=== Record set ===
··········
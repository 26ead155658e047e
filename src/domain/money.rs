//! Fixed-point currency helpers.

use std::str::FromStr;

use rust_decimal::{Decimal, RoundingStrategy, dec};
use serde::{Deserialize, Deserializer, Serialize};
use serde_json::Value;
use utoipa::ToSchema;

/// Largest amount a `NUMERIC(10, 2)` column holds.
pub const MAX_AMOUNT: Decimal = dec!(99999999.99);

/// A per-unit price as received from clients or stored rows.
///
/// Deserialization accepts JSON strings (`"10.00"`, `"$10"`) and numbers.
/// Anything that does not parse, `null` included, becomes zero so display
/// paths never fail on malformed data. Write paths validate the value separately.
#[derive(Debug, Clone, Copy, Default, PartialEq, Eq, PartialOrd, Ord, Hash, Serialize, ToSchema)]
#[serde(transparent)]
pub struct Price(Decimal);

impl Price {
    pub const ZERO: Price = Price(Decimal::ZERO);

    pub fn new(amount: Decimal) -> Self {
        Self(amount)
    }

    pub fn amount(&self) -> Decimal {
        self.0
    }

    pub fn is_positive(&self) -> bool {
        self.0 > Decimal::ZERO
    }
}

impl From<Decimal> for Price {
    fn from(value: Decimal) -> Self {
        Self(value)
    }
}

impl<'de> Deserialize<'de> for Price {
    fn deserialize<D>(deserializer: D) -> Result<Self, D::Error>
    where
        D: Deserializer<'de>,
    {
        let value = Value::deserialize(deserializer)?;
        Ok(Price(from_json(&value)))
    }
}

/// Decimal from a loosely typed JSON value, zero when it cannot be read.
pub fn from_json(value: &Value) -> Decimal {
    match value {
        Value::String(s) => parse_lenient(s),
        Value::Number(n) => parse_lenient(&n.to_string()),
        _ => Decimal::ZERO,
    }
}

/// Parse a price string, tolerating surrounding whitespace and a leading `$`.
/// Returns zero when the input is not a number.
pub fn parse_lenient(raw: &str) -> Decimal {
    parse_strict(raw).unwrap_or(Decimal::ZERO)
}

/// Parse a price string, `None` when the input is not a number.
pub fn parse_strict(raw: &str) -> Option<Decimal> {
    let trimmed = raw.trim();
    let trimmed = trimmed.strip_prefix('$').unwrap_or(trimmed).trim();
    if trimmed.is_empty() {
        return None;
    }
    Decimal::from_str(trimmed)
        .or_else(|_| Decimal::from_scientific(trimmed))
        .ok()
}

/// Round to cents.
pub fn round_currency(amount: Decimal) -> Decimal {
    amount.round_dp_with_strategy(2, RoundingStrategy::MidpointAwayFromZero)
}

/// The amount can be stored in a money column.
pub fn fits_column(amount: Decimal) -> bool {
    amount <= MAX_AMOUNT
}

/// `$1234.50` style rendering used by receipts.
pub fn format_usd(amount: Decimal) -> String {
    let mut rounded = round_currency(amount);
    rounded.rescale(2);
    format!("${rounded}")
}

#[cfg(test)]
mod tests {
    use super::*;
    use rust_decimal::dec;

    #[test]
    fn lenient_parse_accepts_dollar_prefix() {
        assert_eq!(parse_lenient(" $12.50 "), dec!(12.50));
    }

    #[test]
    fn lenient_parse_defaults_to_zero() {
        assert_eq!(parse_lenient("twelve"), Decimal::ZERO);
        assert_eq!(parse_lenient(""), Decimal::ZERO);
    }

    #[test]
    fn price_deserializes_from_string_number_and_garbage() {
        let prices: Vec<Price> =
            serde_json::from_str(r#"["10.00", 5, 2.5, null, "abc", {"x": 1}]"#).unwrap();
        let amounts: Vec<Decimal> = prices.iter().map(Price::amount).collect();
        assert_eq!(
            amounts,
            vec![dec!(10.00), dec!(5), dec!(2.5), dec!(0), dec!(0), dec!(0)]
        );
    }

    #[test]
    fn price_serializes_as_string() {
        let json = serde_json::to_string(&Price::new(dec!(10.00))).unwrap();
        assert_eq!(json, "\"10.00\"");
    }

    #[test]
    fn column_bound_is_inclusive() {
        assert!(fits_column(dec!(99999999.99)));
        assert!(!fits_column(dec!(100000000)));
    }

    #[test]
    fn format_usd_pads_cents() {
        assert_eq!(format_usd(dec!(25)), "$25.00");
        assert_eq!(format_usd(dec!(19.995)), "$20.00");
    }
}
··········
Exactly as written, restate every line of the listing above.

=== Answer to this problem ===
repository 26ead155658e047e
filename src/domain/money.rs
//! Fixed-point currency helpers.

use std::str::FromStr;

use rust_decimal::{Decimal, RoundingStrategy, dec};
use serde::{Deserialize, Deserializer, Serialize};
use serde_json::Value;
use utoipa::ToSchema;

/// Largest amount a `NUMERIC(10, 2)` column holds.
pub const MAX_AMOUNT: Decimal = dec!(99999999.99);

/// A per-unit price as received from clients or stored rows.
///
/// Deserialization accepts JSON strings (`"10.00"`, `"$10"`) and numbers.
/// Anything that does not parse, `null` included, becomes zero so display
/// paths never fail on malformed data. Write paths validate the value separately.
#[derive(Debug, Clone, Copy, Default, PartialEq, Eq, PartialOrd, Ord, Hash, Serialize, ToSchema)]
#[serde(transparent)]
pub struct Price(Decimal);

impl Price {
    pub const ZERO: Price = Price(Decimal::ZERO);

    pub fn new(amount: Decimal) -> Self {
        Self(amount)
    }

    pub fn amount(&self) -> Decimal {
        self.0
    }

    pub fn is_positive(&self) -> bool {
        self.0 > Decimal::ZERO
    }
}

impl From<Decimal> for Price {
    fn from(value: Decimal) -> Self {
        Self(value)
    }
}

impl<'de> Deserialize<'de> for Price {
    fn deserialize<D>(deserializer: D) -> Result<Self, D::Error>
    where
        D: Deserializer<'de>,
    {
        let value = Value::deserialize(deserializer)?;
        Ok(Price(from_json(&value)))
    }
}

/// Decimal from a loosely typed JSON value, zero when it cannot be read.
pub fn from_json(value: &Value) -> Decimal {
    match value {
        Value::String(s) => parse_lenient(s),
        Value::Number(n) => parse_lenient(&n.to_string()),
        _ => Decimal::ZERO,
    }
}

/// Parse a price string, tolerating surrounding whitespace and a leading `$`.
/// Returns zero when the input is not a number.
pub fn parse_lenient(raw: &str) -> Decimal {
    parse_strict(raw).unwrap_or(Decimal::ZERO)
}

/// Parse a price string, `None` when the input is not a number.
pub fn parse_strict(raw: &str) -> Option<Decimal> {
    let trimmed = raw.trim();
    let trimmed = trimmed.strip_prefix('$').unwrap_or(trimmed).trim();
    if trimmed.is_empty() {
        return None;
    }
    Decimal::from_str(trimmed)
        .or_else(|_| Decimal::from_scientific(trimmed))
        .ok()
}

/// Round to cents.
pub fn round_currency(amount: Decimal) -> Decimal {
    amount.round_dp_with_strategy(2, RoundingStrategy::MidpointAwayFromZero)
}

/// The amount can be stored in a money column.
pub fn fits_column(amount: Decimal) -> bool {
    amount <= MAX_AMOUNT
}

/// `$1234.50` style rendering used by receipts.
pub fn format_usd(amount: Decimal) -> String {
    let mut rounded = round_currency(amount);
    rounded.rescale(2);
    format!("${rounded}")
}

#[cfg(test)]
mod tests {
    use super::*;
    use rust_decimal::dec;

    #[test]
    fn lenient_parse_accepts_dollar_prefix() {
        assert_eq!(parse_lenient(" $12.50 "), dec!(12.50));
    }

    #[test]
    fn lenient_parse_defaults_to_zero() {
        assert_eq!(parse_lenient("twelve"), Decimal::ZERO);
        assert_eq!(parse_lenient(""), Decimal::ZERO);
    }

    #[test]
    fn price_deserializes_from_string_number_and_garbage() {
        let prices: Vec<Price> =
            serde_json::from_str(r#"["10.00", 5, 2.5, null, "abc", {"x": 1}]"#).unwrap();
        let amounts: Vec<Decimal> = prices.iter().map(Price::amount).collect();
        assert_eq!(
            amounts,
            vec![dec!(10.00), dec!(5), dec!(2.5), dec!(0), dec!(0), dec!(0)]
        );
    }

    #[test]
    fn price_serializes_as_string() {
        let json = serde_json::to_string(&Price::new(dec!(10.00))).unwrap();
        assert_eq!(json, "\"10.00\"");
    }

    #[test]
    fn column_bound_is_inclusive() {
        assert!(fits_column(dec!(99999999.99)));
        assert!(!fits_column(dec!(100000000)));
    }

    #[test]
    fn format_usd_pads_cents() {
        assert_eq!(format_usd(dec!(25)), "$25.00");
        assert_eq!(format_usd(dec!(19.995)), "$20.00");
    }
}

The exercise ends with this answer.